- Aim of the task -
Lines from the line with "se puede eliminar." to the line with "y sigue abierta." in the entries below, and only those, must be output exactly, with both ends included.

(Saved entries)
********************

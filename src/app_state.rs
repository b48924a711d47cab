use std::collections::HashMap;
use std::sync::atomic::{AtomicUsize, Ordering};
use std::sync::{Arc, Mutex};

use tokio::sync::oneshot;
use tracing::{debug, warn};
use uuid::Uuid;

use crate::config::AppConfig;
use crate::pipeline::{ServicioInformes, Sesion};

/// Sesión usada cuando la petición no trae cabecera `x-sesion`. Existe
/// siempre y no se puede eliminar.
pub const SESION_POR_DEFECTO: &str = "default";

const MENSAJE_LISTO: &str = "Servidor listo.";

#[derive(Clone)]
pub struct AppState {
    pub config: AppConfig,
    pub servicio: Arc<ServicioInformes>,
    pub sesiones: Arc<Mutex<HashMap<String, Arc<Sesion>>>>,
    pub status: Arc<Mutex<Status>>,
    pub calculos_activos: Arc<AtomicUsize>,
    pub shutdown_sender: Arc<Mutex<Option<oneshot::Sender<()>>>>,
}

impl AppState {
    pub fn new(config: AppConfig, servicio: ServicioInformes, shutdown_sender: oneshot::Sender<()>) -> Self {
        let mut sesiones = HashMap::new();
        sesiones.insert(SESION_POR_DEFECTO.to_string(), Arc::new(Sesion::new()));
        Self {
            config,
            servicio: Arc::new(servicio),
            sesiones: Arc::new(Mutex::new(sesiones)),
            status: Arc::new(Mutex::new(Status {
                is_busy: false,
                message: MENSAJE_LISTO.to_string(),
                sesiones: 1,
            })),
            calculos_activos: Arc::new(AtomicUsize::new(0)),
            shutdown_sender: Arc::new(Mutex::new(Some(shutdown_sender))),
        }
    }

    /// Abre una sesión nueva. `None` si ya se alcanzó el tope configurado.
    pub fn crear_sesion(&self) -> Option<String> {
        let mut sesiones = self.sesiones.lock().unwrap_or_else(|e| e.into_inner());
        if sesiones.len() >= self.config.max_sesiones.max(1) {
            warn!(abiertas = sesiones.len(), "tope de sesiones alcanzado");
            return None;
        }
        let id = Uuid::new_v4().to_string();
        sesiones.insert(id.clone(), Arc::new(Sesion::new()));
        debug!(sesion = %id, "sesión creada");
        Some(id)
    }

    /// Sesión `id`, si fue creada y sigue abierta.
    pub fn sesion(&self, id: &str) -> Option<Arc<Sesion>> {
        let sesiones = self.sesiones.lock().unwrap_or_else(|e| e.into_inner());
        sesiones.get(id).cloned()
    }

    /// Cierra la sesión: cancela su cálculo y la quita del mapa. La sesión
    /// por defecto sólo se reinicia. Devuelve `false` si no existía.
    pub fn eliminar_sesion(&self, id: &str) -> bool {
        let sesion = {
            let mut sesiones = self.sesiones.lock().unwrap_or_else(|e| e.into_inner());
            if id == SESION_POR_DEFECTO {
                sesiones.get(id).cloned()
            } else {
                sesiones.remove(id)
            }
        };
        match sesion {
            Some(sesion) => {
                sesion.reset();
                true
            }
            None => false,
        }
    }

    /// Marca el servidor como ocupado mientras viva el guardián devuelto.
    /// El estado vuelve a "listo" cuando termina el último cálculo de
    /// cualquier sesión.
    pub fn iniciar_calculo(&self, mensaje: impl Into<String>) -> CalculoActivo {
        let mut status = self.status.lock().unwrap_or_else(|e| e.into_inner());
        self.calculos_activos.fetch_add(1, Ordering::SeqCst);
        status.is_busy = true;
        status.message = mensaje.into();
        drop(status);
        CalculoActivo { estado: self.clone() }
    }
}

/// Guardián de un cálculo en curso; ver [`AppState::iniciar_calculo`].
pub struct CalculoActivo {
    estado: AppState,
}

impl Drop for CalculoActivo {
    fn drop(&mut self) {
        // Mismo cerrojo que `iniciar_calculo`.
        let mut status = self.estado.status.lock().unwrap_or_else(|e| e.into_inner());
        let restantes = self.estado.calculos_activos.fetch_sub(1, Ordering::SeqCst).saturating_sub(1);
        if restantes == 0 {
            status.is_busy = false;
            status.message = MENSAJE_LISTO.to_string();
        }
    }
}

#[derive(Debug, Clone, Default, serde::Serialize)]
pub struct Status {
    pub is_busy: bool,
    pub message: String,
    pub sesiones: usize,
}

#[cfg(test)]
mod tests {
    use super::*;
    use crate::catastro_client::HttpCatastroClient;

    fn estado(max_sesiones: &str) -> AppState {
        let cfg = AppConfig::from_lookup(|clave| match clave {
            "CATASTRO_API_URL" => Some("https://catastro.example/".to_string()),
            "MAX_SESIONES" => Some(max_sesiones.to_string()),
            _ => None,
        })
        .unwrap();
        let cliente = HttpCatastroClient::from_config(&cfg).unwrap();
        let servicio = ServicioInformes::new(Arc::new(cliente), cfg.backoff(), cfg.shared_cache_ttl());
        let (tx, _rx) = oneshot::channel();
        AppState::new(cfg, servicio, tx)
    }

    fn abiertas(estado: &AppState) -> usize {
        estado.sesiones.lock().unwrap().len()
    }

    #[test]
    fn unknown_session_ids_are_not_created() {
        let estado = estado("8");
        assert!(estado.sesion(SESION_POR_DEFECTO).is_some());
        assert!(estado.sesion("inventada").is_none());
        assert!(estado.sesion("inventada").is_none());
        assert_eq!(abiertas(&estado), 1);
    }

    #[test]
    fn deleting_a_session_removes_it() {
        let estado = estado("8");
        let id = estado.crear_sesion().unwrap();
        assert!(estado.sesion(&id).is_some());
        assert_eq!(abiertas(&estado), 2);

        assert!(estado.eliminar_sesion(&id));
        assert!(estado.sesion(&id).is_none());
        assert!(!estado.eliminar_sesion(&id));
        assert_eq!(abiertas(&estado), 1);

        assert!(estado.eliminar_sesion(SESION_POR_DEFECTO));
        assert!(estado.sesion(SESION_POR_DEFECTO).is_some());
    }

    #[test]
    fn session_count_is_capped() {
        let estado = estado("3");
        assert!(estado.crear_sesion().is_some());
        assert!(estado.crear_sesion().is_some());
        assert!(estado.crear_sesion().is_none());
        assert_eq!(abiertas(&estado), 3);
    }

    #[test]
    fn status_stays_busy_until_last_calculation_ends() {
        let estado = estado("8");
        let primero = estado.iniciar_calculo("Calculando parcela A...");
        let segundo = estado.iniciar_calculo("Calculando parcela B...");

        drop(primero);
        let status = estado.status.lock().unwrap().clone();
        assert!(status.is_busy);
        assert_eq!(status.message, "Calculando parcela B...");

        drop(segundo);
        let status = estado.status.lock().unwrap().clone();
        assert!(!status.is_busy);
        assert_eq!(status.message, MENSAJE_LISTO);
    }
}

********************

- Response -
/// siempre y no se puede eliminar.
pub const SESION_POR_DEFECTO: &str = "default";

const MENSAJE_LISTO: &str = "Servidor listo.";

#[derive(Clone)]
pub struct AppState {
    pub config: AppConfig,
    pub servicio: Arc<ServicioInformes>,
    pub sesiones: Arc<Mutex<HashMap<String, Arc<Sesion>>>>,
    pub status: Arc<Mutex<Status>>,
    pub calculos_activos: Arc<AtomicUsize>,
    pub shutdown_sender: Arc<Mutex<Option<oneshot::Sender<()>>>>,
}

impl AppState {
    pub fn new(config: AppConfig, servicio: ServicioInformes, shutdown_sender: oneshot::Sender<()>) -> Self {
        let mut sesiones = HashMap::new();
        sesiones.insert(SESION_POR_DEFECTO.to_string(), Arc::new(Sesion::new()));
        Self {
            config,
            servicio: Arc::new(servicio),
            sesiones: Arc::new(Mutex::new(sesiones)),
            status: Arc::new(Mutex::new(Status {
                is_busy: false,
                message: MENSAJE_LISTO.to_string(),
                sesiones: 1,
            })),
            calculos_activos: Arc::new(AtomicUsize::new(0)),
            shutdown_sender: Arc::new(Mutex::new(Some(shutdown_sender))),
        }
    }

    /// Abre una sesión nueva. `None` si ya se alcanzó el tope configurado.
    pub fn crear_sesion(&self) -> Option<String> {
        let mut sesiones = self.sesiones.lock().unwrap_or_else(|e| e.into_inner());
        if sesiones.len() >= self.config.max_sesiones.max(1) {
            warn!(abiertas = sesiones.len(), "tope de sesiones alcanzado");
            return None;
        }
        let id = Uuid::new_v4().to_string();
        sesiones.insert(id.clone(), Arc::new(Sesion::new()));
        debug!(sesion = %id, "sesión creada");
        Some(id)
    }

    /// Sesión `id`, si fue creada y sigue abierta.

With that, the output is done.